Return every line of the entries that includes the word "absent".

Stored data
--- --- ---
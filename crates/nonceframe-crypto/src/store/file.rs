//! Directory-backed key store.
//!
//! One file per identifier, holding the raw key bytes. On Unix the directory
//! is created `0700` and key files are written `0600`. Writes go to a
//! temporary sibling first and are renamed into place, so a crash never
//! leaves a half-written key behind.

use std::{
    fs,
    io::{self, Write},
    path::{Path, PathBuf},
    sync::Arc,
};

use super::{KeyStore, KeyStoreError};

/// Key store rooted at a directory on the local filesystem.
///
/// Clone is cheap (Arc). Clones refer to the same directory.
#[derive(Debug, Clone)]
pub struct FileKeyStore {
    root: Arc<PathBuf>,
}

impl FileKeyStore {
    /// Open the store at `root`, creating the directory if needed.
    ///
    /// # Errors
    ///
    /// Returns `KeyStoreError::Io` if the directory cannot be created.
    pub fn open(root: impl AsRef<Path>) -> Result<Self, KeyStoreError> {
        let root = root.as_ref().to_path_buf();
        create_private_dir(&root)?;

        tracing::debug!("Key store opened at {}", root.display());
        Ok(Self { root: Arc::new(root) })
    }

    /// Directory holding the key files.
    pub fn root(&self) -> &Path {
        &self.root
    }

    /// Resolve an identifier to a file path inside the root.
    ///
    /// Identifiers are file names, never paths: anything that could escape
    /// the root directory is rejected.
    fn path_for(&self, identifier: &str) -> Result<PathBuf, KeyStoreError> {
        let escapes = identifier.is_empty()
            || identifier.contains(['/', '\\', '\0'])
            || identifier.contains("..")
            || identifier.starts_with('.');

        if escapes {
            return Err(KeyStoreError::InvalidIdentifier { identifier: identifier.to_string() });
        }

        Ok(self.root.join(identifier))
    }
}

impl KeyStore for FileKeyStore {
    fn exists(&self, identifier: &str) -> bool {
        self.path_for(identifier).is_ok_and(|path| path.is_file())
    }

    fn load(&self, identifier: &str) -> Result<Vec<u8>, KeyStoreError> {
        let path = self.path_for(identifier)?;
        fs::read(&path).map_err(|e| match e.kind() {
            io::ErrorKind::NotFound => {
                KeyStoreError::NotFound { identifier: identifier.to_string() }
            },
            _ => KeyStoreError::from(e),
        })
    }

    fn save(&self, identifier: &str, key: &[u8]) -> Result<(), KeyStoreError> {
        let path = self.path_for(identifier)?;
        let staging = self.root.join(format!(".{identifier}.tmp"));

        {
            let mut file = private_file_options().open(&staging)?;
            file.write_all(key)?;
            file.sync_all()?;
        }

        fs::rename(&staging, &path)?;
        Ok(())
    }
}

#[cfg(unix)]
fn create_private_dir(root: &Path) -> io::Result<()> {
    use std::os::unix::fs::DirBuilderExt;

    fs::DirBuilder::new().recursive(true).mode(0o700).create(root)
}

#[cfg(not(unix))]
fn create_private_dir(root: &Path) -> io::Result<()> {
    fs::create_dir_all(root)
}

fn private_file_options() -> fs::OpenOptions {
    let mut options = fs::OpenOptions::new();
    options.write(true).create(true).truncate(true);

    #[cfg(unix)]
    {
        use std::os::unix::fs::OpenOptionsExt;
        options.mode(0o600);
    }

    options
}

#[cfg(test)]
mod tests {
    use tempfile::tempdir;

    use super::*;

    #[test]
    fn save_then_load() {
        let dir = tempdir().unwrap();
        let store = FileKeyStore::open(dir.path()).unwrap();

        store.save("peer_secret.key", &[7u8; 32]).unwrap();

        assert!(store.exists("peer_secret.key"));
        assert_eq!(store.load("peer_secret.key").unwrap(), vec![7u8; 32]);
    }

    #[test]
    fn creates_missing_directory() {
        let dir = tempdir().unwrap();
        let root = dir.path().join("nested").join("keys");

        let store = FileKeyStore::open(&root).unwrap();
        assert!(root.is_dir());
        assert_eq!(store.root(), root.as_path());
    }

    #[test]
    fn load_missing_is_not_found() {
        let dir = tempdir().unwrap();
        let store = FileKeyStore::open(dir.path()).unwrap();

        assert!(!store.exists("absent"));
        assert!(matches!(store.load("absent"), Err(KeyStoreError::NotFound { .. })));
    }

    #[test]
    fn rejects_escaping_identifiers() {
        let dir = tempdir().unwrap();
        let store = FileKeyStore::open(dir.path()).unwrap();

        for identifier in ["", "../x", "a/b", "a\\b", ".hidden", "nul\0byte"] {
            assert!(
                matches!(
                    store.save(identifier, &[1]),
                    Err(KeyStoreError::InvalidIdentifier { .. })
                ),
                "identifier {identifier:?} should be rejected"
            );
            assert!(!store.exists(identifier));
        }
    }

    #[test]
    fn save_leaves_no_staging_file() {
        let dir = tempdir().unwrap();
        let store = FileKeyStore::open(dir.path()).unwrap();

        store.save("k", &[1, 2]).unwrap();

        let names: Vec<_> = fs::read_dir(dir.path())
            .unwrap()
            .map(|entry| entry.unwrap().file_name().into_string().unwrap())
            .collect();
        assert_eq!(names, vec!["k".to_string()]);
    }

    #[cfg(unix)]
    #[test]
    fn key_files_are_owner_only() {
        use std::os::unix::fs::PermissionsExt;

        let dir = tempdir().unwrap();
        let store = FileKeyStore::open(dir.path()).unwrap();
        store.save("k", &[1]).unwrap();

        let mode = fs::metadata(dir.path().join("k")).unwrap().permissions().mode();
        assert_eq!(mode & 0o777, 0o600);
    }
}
--- --- ---
#### Solved exercise
        assert!(!store.exists("absent"));
        assert!(matches!(store.load("absent"), Err(KeyStoreError::NotFound { .. })));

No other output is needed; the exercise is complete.